§ EXERCISE AIM
Only one stretch of the listing below is wanted. Give it again exactly, from the line with "pub const fn sync_interval(&self)" through the line with "pub fn load()".
::: EXERCISE INPUTS :::
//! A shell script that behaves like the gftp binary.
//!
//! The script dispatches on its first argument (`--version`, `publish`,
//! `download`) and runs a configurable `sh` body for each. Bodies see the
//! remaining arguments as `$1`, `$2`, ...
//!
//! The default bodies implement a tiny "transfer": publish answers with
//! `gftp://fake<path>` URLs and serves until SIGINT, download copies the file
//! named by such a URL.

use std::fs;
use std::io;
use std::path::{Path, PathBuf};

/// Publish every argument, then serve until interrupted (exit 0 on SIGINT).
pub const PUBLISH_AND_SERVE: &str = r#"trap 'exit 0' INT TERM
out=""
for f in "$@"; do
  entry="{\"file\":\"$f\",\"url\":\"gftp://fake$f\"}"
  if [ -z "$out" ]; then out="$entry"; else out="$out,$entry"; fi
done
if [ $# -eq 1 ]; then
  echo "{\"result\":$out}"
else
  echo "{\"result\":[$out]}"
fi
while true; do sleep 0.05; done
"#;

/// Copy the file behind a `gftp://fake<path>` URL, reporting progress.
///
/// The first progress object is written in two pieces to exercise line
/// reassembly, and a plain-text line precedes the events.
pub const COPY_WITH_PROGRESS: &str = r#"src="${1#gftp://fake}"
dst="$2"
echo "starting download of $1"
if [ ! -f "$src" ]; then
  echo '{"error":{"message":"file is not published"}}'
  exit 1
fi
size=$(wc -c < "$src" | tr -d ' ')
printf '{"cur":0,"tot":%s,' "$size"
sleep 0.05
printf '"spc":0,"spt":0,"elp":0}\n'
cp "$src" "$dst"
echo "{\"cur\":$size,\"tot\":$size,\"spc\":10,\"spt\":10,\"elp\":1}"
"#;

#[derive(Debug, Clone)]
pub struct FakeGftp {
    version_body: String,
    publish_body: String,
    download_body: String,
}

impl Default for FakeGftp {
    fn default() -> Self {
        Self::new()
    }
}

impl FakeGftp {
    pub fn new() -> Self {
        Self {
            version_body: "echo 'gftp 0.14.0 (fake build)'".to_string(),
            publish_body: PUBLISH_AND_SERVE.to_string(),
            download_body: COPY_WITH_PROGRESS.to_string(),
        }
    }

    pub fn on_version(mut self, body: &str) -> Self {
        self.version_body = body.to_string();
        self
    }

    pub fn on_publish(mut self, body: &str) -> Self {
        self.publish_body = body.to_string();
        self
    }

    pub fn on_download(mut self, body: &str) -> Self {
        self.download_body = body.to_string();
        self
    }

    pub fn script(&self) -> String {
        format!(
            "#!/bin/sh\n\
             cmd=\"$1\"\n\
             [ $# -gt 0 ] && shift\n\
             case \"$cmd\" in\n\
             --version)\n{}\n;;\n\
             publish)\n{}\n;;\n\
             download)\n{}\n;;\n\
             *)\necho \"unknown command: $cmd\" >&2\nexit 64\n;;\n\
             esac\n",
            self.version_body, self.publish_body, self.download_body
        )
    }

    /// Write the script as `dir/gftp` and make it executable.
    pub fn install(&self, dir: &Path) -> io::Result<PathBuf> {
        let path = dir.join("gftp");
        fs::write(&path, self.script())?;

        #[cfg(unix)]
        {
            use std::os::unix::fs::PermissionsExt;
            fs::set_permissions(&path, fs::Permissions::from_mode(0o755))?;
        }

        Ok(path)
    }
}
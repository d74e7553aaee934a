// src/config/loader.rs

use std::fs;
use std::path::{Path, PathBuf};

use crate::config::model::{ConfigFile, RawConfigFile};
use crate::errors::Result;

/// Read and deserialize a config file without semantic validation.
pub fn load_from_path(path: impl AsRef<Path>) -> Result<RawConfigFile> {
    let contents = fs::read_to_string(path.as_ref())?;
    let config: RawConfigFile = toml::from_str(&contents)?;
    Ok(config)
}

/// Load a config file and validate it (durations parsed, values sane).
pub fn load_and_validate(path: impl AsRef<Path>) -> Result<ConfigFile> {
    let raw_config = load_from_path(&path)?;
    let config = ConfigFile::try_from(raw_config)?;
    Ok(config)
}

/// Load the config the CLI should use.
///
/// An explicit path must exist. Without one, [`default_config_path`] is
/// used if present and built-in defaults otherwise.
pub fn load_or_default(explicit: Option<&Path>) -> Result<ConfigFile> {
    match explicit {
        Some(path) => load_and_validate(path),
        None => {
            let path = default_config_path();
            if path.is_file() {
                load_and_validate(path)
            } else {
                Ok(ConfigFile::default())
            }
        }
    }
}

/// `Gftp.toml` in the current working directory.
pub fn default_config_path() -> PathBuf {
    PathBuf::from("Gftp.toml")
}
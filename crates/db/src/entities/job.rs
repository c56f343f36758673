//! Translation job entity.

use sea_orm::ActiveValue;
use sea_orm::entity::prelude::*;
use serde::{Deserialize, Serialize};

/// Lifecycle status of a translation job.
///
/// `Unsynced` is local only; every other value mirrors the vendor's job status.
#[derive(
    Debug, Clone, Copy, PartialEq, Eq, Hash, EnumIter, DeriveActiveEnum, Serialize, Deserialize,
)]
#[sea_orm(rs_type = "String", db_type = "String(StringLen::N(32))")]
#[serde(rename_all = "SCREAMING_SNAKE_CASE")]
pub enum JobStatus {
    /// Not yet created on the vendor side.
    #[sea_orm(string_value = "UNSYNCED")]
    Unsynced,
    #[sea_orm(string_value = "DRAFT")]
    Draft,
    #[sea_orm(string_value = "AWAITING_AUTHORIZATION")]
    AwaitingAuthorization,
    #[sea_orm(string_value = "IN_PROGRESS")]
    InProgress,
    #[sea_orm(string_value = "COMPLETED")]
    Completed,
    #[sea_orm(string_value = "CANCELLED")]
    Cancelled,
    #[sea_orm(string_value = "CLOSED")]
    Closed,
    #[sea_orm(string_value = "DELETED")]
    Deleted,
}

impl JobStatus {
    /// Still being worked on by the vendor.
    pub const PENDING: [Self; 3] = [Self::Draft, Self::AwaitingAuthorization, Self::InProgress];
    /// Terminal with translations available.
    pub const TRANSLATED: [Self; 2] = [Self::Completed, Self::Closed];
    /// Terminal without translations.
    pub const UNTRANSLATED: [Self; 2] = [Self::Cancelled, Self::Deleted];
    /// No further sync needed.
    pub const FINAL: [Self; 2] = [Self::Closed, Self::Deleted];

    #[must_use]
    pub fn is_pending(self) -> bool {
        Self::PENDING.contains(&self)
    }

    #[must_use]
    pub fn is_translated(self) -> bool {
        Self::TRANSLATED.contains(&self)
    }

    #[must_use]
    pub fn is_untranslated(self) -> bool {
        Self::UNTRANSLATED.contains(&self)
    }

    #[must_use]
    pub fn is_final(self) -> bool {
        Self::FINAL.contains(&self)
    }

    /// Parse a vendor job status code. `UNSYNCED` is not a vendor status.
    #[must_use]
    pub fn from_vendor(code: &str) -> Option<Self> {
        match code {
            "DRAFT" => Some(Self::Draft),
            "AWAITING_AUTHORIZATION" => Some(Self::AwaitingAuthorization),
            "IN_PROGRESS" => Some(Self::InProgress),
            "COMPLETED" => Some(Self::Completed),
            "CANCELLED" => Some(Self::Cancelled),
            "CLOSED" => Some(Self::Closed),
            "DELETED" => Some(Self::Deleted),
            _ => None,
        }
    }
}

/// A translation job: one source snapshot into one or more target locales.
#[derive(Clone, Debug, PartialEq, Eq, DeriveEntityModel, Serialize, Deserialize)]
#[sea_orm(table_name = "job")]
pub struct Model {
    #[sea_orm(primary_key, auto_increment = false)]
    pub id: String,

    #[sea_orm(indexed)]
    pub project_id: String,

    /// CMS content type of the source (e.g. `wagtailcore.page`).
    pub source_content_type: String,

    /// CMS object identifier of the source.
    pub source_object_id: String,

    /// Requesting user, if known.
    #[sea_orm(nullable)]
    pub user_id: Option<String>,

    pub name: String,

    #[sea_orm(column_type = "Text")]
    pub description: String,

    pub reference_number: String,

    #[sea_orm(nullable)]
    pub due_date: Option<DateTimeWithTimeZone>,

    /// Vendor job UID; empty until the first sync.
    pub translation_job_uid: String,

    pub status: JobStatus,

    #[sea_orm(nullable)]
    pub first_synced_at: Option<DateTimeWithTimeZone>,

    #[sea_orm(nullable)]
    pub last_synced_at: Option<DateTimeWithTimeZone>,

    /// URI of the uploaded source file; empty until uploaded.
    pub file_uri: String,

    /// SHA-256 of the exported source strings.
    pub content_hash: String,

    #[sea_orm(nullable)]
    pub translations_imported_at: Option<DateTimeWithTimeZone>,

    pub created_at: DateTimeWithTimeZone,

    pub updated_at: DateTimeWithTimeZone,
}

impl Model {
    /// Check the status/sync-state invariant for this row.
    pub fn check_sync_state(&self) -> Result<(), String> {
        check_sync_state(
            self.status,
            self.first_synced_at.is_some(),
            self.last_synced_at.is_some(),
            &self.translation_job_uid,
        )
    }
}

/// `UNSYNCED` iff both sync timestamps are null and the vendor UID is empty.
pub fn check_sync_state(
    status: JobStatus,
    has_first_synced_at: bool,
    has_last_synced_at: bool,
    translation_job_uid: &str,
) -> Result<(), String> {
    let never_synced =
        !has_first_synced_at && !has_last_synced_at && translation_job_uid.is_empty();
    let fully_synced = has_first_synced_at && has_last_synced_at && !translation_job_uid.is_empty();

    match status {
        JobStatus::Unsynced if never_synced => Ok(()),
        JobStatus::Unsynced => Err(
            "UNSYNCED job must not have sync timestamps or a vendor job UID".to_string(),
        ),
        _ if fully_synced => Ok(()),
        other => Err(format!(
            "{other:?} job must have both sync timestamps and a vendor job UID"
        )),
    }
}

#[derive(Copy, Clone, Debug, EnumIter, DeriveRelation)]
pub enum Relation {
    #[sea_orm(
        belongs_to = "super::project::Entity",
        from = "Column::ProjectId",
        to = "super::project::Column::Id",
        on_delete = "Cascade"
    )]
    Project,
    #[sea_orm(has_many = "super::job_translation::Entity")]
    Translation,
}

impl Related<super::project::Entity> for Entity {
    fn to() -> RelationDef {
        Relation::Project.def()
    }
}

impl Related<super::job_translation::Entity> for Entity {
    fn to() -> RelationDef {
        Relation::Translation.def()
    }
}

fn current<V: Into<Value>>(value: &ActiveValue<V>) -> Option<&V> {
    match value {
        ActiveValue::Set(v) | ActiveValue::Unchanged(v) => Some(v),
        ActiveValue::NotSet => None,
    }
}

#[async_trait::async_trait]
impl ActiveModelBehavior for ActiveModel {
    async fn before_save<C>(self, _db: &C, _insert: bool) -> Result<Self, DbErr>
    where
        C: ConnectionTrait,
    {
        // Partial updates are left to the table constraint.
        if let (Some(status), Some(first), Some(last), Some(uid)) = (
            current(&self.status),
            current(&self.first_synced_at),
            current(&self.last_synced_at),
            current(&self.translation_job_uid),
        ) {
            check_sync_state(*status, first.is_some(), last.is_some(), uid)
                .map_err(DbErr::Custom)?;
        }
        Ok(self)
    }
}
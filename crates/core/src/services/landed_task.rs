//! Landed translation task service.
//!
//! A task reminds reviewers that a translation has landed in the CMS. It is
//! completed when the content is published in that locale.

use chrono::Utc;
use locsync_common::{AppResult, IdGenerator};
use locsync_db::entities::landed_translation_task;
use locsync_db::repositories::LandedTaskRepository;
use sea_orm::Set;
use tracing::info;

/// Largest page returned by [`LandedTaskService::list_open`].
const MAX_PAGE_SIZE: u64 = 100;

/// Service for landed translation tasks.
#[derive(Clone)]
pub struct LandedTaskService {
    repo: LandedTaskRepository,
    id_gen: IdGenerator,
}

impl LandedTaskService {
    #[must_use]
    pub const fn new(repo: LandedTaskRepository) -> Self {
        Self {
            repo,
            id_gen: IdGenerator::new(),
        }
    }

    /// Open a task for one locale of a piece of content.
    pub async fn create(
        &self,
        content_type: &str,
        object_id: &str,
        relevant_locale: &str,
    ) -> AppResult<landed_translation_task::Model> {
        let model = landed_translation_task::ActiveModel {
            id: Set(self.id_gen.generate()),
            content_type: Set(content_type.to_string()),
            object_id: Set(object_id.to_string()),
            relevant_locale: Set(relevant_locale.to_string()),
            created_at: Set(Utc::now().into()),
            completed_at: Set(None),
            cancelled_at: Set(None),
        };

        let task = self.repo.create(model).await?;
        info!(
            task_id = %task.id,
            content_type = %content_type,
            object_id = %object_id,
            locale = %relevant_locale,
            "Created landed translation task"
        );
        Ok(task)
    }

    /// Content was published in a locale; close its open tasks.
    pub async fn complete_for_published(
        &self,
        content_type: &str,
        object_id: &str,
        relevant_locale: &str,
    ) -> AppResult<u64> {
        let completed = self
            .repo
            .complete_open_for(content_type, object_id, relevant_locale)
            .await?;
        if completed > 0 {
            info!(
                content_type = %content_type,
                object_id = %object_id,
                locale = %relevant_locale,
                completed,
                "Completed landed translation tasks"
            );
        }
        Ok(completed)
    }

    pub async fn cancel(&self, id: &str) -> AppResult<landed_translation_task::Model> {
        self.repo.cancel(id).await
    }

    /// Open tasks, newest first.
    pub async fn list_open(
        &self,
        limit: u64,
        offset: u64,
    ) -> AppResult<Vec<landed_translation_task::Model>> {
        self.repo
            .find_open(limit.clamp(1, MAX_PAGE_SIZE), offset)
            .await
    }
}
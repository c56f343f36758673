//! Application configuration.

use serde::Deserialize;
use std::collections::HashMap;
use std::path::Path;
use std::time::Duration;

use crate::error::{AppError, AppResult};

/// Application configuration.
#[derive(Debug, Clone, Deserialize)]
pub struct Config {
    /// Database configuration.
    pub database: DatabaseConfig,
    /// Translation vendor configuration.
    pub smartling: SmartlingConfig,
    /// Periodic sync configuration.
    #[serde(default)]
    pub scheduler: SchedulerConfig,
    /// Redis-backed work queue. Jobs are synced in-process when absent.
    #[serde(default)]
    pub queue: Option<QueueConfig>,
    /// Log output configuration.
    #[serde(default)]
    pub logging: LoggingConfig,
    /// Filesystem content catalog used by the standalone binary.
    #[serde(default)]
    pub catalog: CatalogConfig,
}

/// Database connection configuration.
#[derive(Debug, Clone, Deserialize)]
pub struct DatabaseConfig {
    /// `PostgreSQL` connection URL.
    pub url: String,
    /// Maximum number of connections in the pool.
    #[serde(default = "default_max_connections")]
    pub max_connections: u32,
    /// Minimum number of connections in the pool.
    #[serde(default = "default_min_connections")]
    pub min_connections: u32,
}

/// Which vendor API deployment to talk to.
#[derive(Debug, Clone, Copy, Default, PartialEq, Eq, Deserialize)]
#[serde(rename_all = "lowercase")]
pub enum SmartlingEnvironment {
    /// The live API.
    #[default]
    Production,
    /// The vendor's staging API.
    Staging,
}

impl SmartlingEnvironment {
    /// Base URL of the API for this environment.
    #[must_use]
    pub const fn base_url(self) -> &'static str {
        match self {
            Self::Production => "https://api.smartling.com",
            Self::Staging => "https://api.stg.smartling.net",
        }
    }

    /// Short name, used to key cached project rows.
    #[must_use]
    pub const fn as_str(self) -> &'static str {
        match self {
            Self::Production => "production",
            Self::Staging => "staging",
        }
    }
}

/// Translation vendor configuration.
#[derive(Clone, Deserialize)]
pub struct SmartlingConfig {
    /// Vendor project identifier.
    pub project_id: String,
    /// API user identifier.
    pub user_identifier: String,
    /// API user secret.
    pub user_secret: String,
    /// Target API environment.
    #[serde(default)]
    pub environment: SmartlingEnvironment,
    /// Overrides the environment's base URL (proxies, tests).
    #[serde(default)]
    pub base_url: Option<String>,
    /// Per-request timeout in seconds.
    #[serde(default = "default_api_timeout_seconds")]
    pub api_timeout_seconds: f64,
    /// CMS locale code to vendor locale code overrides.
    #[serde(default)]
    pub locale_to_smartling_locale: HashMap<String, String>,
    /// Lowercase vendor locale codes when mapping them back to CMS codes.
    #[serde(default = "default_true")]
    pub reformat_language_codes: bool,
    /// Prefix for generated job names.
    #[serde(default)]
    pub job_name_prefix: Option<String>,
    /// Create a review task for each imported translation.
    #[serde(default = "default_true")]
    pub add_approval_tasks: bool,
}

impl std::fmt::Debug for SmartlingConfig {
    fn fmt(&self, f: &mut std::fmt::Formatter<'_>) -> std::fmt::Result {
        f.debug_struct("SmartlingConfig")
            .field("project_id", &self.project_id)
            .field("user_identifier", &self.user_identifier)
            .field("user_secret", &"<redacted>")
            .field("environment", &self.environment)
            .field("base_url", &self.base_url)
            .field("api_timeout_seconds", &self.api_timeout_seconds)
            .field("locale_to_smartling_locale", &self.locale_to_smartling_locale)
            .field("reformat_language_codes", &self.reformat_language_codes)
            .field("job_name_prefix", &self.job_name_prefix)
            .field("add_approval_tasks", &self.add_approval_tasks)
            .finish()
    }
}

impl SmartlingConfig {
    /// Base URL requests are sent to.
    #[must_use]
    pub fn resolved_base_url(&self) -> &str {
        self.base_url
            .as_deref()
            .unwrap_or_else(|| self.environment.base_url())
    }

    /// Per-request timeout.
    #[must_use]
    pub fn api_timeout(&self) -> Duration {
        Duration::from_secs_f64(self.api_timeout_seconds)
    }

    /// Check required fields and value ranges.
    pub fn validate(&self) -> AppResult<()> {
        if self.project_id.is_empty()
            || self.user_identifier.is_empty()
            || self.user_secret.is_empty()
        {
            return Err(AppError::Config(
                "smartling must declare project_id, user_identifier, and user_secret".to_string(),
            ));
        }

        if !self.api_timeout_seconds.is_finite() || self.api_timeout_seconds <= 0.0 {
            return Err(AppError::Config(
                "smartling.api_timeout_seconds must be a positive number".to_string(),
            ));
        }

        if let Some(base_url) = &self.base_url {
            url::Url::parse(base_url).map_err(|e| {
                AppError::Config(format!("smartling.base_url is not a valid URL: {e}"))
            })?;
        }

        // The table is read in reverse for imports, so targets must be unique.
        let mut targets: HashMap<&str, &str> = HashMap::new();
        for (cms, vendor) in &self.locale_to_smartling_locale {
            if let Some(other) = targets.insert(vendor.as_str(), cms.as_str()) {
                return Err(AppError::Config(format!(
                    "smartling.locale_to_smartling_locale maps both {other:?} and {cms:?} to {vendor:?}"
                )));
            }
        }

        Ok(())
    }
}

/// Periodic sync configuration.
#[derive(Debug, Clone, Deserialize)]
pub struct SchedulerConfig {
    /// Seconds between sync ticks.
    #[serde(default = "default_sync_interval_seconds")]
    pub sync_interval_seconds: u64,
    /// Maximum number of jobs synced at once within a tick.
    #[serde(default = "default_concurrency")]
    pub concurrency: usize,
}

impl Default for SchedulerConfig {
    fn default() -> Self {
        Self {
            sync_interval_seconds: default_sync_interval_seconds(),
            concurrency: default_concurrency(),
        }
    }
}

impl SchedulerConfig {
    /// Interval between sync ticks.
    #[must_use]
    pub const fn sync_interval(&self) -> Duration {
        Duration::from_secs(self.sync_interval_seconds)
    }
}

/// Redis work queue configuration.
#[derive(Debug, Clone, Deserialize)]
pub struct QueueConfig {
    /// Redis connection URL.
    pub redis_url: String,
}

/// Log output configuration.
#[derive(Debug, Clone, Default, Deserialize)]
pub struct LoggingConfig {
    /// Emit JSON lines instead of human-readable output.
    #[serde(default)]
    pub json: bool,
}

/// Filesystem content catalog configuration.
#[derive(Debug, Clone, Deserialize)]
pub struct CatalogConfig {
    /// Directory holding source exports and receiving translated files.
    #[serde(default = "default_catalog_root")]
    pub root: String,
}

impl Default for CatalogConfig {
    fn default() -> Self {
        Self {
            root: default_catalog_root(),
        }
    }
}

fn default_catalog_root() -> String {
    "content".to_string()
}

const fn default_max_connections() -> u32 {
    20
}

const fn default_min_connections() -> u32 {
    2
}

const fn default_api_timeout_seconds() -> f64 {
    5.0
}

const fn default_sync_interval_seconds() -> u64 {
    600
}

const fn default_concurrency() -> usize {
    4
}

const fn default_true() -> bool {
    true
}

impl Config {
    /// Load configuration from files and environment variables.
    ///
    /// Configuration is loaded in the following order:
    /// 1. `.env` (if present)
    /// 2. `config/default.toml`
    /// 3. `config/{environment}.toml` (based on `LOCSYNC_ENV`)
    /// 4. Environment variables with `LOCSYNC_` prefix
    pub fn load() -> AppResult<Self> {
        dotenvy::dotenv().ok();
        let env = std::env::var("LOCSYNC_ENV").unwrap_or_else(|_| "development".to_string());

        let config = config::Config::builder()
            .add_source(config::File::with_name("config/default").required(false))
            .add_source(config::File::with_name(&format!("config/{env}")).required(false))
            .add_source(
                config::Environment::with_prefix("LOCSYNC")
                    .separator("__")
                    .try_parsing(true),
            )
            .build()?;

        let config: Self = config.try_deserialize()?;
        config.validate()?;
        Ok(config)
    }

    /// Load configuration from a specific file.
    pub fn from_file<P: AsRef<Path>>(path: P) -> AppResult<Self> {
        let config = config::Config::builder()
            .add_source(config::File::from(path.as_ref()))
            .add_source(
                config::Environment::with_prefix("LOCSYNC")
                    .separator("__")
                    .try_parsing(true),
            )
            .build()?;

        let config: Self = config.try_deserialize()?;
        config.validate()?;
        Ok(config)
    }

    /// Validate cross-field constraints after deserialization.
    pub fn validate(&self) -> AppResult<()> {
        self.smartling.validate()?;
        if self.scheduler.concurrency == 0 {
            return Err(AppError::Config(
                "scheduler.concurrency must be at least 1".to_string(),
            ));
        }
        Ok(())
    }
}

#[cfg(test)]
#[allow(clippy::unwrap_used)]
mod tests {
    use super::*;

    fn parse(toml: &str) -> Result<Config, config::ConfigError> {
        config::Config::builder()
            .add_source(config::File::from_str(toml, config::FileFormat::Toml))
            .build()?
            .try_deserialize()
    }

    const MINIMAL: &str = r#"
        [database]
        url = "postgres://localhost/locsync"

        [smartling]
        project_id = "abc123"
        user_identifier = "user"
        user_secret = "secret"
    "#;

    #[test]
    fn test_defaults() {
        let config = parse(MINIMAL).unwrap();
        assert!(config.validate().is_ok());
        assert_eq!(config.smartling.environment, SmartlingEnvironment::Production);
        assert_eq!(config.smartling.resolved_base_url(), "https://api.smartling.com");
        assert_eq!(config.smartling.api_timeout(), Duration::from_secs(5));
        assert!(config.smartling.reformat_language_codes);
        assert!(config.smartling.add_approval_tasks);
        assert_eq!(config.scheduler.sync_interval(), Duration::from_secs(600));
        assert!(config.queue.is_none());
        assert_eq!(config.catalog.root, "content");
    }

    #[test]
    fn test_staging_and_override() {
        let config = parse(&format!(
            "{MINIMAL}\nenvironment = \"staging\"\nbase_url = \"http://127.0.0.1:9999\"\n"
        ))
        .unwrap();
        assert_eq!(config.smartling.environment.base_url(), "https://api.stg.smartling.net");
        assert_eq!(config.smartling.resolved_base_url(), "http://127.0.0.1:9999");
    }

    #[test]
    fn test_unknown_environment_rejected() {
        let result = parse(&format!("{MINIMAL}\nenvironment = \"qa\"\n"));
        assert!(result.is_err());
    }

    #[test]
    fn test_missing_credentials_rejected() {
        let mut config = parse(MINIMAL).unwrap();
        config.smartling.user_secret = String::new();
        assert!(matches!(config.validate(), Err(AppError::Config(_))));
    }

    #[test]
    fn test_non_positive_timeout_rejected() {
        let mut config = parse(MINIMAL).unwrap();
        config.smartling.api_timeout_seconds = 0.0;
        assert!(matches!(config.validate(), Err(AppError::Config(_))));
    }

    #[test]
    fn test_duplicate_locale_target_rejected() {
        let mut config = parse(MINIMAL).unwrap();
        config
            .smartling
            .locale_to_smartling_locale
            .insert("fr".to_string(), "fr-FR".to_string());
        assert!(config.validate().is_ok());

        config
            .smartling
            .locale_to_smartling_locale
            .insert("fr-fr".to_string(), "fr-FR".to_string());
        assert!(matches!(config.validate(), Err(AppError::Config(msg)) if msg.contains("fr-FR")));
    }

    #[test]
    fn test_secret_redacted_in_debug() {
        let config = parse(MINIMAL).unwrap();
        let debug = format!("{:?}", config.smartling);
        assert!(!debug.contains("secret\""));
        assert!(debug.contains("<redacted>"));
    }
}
:::
§ RESULT OF THE EXERCISE
    pub const fn sync_interval(&self) -> Duration {
        Duration::from_secs(self.sync_interval_seconds)
    }
}

/// Redis work queue configuration.
#[derive(Debug, Clone, Deserialize)]
pub struct QueueConfig {
    /// Redis connection URL.
    pub redis_url: String,
}

/// Log output configuration.
#[derive(Debug, Clone, Default, Deserialize)]
pub struct LoggingConfig {
    /// Emit JSON lines instead of human-readable output.
    #[serde(default)]
    pub json: bool,
}

/// Filesystem content catalog configuration.
#[derive(Debug, Clone, Deserialize)]
pub struct CatalogConfig {
    /// Directory holding source exports and receiving translated files.
    #[serde(default = "default_catalog_root")]
    pub root: String,
}

impl Default for CatalogConfig {
    fn default() -> Self {
        Self {
            root: default_catalog_root(),
        }
    }
}

fn default_catalog_root() -> String {
    "content".to_string()
}

const fn default_max_connections() -> u32 {
    20
}

const fn default_min_connections() -> u32 {
    2
}

const fn default_api_timeout_seconds() -> f64 {
    5.0
}

const fn default_sync_interval_seconds() -> u64 {
    600
}

const fn default_concurrency() -> usize {
    4
}

const fn default_true() -> bool {
    true
}

impl Config {
    /// Load configuration from files and environment variables.
    ///
    /// Configuration is loaded in the following order:
    /// 1. `.env` (if present)
    /// 2. `config/default.toml`
    /// 3. `config/{environment}.toml` (based on `LOCSYNC_ENV`)
    /// 4. Environment variables with `LOCSYNC_` prefix
    pub fn load() -> AppResult<Self> {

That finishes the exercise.